Parker County Fire Marshal Shawn Scott was the first authority to see the fire trick. After blowing off Lipsky as an imaginative crank, in July 2010 Scott finally pulled up to Lipsky's palatial, 15,000-square-foot manse, at the end of a live oak-lined inlet off the Brazos River, just upriver from Lake Granbury.
"Mr. Lipsky turned on the valve at the top of the wellhead and said, 'Watch this,'" Scott recalls. Water gushed from the wellhead. A few flicks of a lighter, and water and flame poured forth together.
Scott, a good-natured but level-headed hulk, ordered him to snuff it out immediately. Lipsky turned, and the growing flame swept the wellhead, accidentally igniting a second fire. "That got us both a little stirred up there because now we got an uncontrolled flame coming from the top of the water well," Scott says. "That was the first time I'd ever seen that."
Scott radioed his assistant fire marshal and told him to bring his tools from downtown Weatherford, a 30-minute drive down two-lane roads. He needed to see just how much gas was coming from Lipsky's well.
"We got within 20 feet of that well and the hydrocarbon detector was going bonkers, full indication," Scott says. "I couldn't get any closer because you risk burning up the sensors. This is in open air. It's not like we were in a house."

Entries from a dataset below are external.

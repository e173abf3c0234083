//! Signed session tokens: `<timestamp-ms>.<hex hmac-sha256(timestamp)>`

use chrono::{DateTime, Duration, Utc};
use hmac::{Hmac, Mac};
use sha2::Sha256;
use thiserror::Error;

type HmacSha256 = Hmac<Sha256>;

/// Tokens older than this are rejected (30 days)
pub const MAX_AGE_MS: i64 = 1000 * 60 * 60 * 24 * 30;

#[derive(Error, Debug, Clone, Copy, PartialEq, Eq)]
pub enum TokenError {
    #[error("malformed session token")]
    Malformed,

    #[error("session token expired")]
    Expired,

    #[error("session token signature mismatch")]
    BadSignature,
}

/// Issues and verifies owner session tokens with a shared secret
#[derive(Clone)]
pub struct TokenSigner {
    secret: Vec<u8>,
}

impl TokenSigner {
    pub fn new(secret: impl AsRef<[u8]>) -> Self {
        Self {
            secret: secret.as_ref().to_vec(),
        }
    }

    /// Maximum token age as a duration
    pub fn max_age() -> Duration {
        Duration::milliseconds(MAX_AGE_MS)
    }

    fn mac(&self) -> HmacSha256 {
        HmacSha256::new_from_slice(&self.secret).expect("HMAC can take key of any size")
    }

    /// Produce a token for `now`
    pub fn issue(&self, now: DateTime<Utc>) -> String {
        let timestamp = now.timestamp_millis().to_string();
        let mut mac = self.mac();
        mac.update(timestamp.as_bytes());
        let signature = hex::encode(mac.finalize().into_bytes());
        format!("{}.{}", timestamp, signature)
    }

    /// Check a token's shape, age and signature as of `now`
    pub fn verify(&self, token: &str, now: DateTime<Utc>) -> Result<(), TokenError> {
        let (timestamp, signature) = token.split_once('.').ok_or(TokenError::Malformed)?;
        if timestamp.is_empty() || signature.is_empty() {
            return Err(TokenError::Malformed);
        }
        if !timestamp.bytes().all(|b| b.is_ascii_digit()) {
            return Err(TokenError::Malformed);
        }
        let issued_at: i64 = timestamp.parse().map_err(|_| TokenError::Malformed)?;

        if now.timestamp_millis().saturating_sub(issued_at) > MAX_AGE_MS {
            return Err(TokenError::Expired);
        }

        // issue() only emits lowercase hex
        if !signature
            .bytes()
            .all(|b| b.is_ascii_digit() || (b'a'..=b'f').contains(&b))
        {
            return Err(TokenError::BadSignature);
        }
        let signature = hex::decode(signature).map_err(|_| TokenError::BadSignature)?;

        let mut mac = self.mac();
        mac.update(timestamp.as_bytes());
        mac.verify_slice(&signature)
            .map_err(|_| TokenError::BadSignature)
    }

    /// Compare a presented owner secret with the configured one in constant time
    pub fn secrets_match(&self, presented: &str, expected: &str) -> bool {
        let mut expected_mac = self.mac();
        expected_mac.update(expected.as_bytes());
        let expected_tag = expected_mac.finalize().into_bytes();

        let mut presented_mac = self.mac();
        presented_mac.update(presented.as_bytes());
        presented_mac.verify_slice(&expected_tag).is_ok()
    }
}

impl std::fmt::Debug for TokenSigner {
    fn fmt(&self, f: &mut std::fmt::Formatter<'_>) -> std::fmt::Result {
        f.debug_struct("TokenSigner").finish_non_exhaustive()
    }
}

#[cfg(test)]
mod tests {
    use super::*;

    fn at(ms: i64) -> DateTime<Utc> {
        DateTime::from_timestamp_millis(ms).unwrap()
    }

    const T: i64 = 1_700_000_000_000;

    #[test]
    fn test_issue_format() {
        let token = TokenSigner::new("k").issue(at(T));
        let (ts, sig) = token.split_once('.').unwrap();
        assert_eq!(ts, T.to_string());
        assert_eq!(sig.len(), 64);
    }

    #[test]
    fn test_verify_within_window() {
        let signer = TokenSigner::new("session-secret");
        let token = signer.issue(at(T));
        assert_eq!(signer.verify(&token, at(T)), Ok(()));
        assert_eq!(signer.verify(&token, at(T + MAX_AGE_MS)), Ok(()));
    }

    #[test]
    fn test_verify_expired() {
        let signer = TokenSigner::new("session-secret");
        let token = signer.issue(at(T));
        assert_eq!(
            signer.verify(&token, at(T + MAX_AGE_MS + 1)),
            Err(TokenError::Expired)
        );
        assert_eq!(
            signer.verify(&token, at(T) + Duration::days(31)),
            Err(TokenError::Expired)
        );
    }

    #[test]
    fn test_tampered_signature() {
        let signer = TokenSigner::new("session-secret");
        let token = signer.issue(at(T));
        let (ts, sig) = token.split_once('.').unwrap();

        let mut flipped = sig.to_string();
        let last = if flipped.ends_with('0') { "1" } else { "0" };
        flipped.replace_range(63.., last);
        let tampered = format!("{}.{}", ts, flipped);
        assert_eq!(
            signer.verify(&tampered, at(T)),
            Err(TokenError::BadSignature)
        );

        let upper = format!("{}.{}", ts, sig.to_uppercase());
        assert_eq!(signer.verify(&upper, at(T)), Err(TokenError::BadSignature));
    }

    #[test]
    fn test_tampered_timestamp() {
        let signer = TokenSigner::new("session-secret");
        let token = signer.issue(at(T));
        let (_, sig) = token.split_once('.').unwrap();
        let forged = format!("{}.{}", T + 1000, sig);
        assert_eq!(
            signer.verify(&forged, at(T + 1000)),
            Err(TokenError::BadSignature)
        );
    }

    #[test]
    fn test_wrong_secret() {
        let token = TokenSigner::new("one").issue(at(T));
        assert_eq!(
            TokenSigner::new("two").verify(&token, at(T)),
            Err(TokenError::BadSignature)
        );
    }

    #[test]
    fn test_malformed_tokens() {
        let signer = TokenSigner::new("k");
        for token in ["", "abc", ".", "123.", ".abcd", "12a.ff", "-5.ff", "1 2.ff"] {
            assert_eq!(
                signer.verify(token, at(T)),
                Err(TokenError::Malformed),
                "{token:?}"
            );
        }
        assert_eq!(
            signer.verify(&format!("{}.zz", T), at(T)),
            Err(TokenError::BadSignature)
        );
    }

    #[test]
    fn test_secrets_match() {
        let signer = TokenSigner::new("k");
        assert!(signer.secrets_match("correct", "correct"));
        assert!(!signer.secrets_match("wrong", "correct"));
        assert!(!signer.secrets_match("", "correct"));
    }
}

Instead, Scott used a less sensitive monitor to gauge gas concentrations. "Anything above 5 percent, we start getting nervous. It went to 12 or 14 percent in nothing flat, which is definitely within the explosive range."
There was little Scott could do. Lipsky had a theory for the source of his gas, and the culprit was beyond Scott's reach. Lipsky had checked the Texas Railroad Commission's website and learned that two natural gas wells, drilled horizontally, ran practically beneath his home. "We really can't touch those guys at all," Scott says.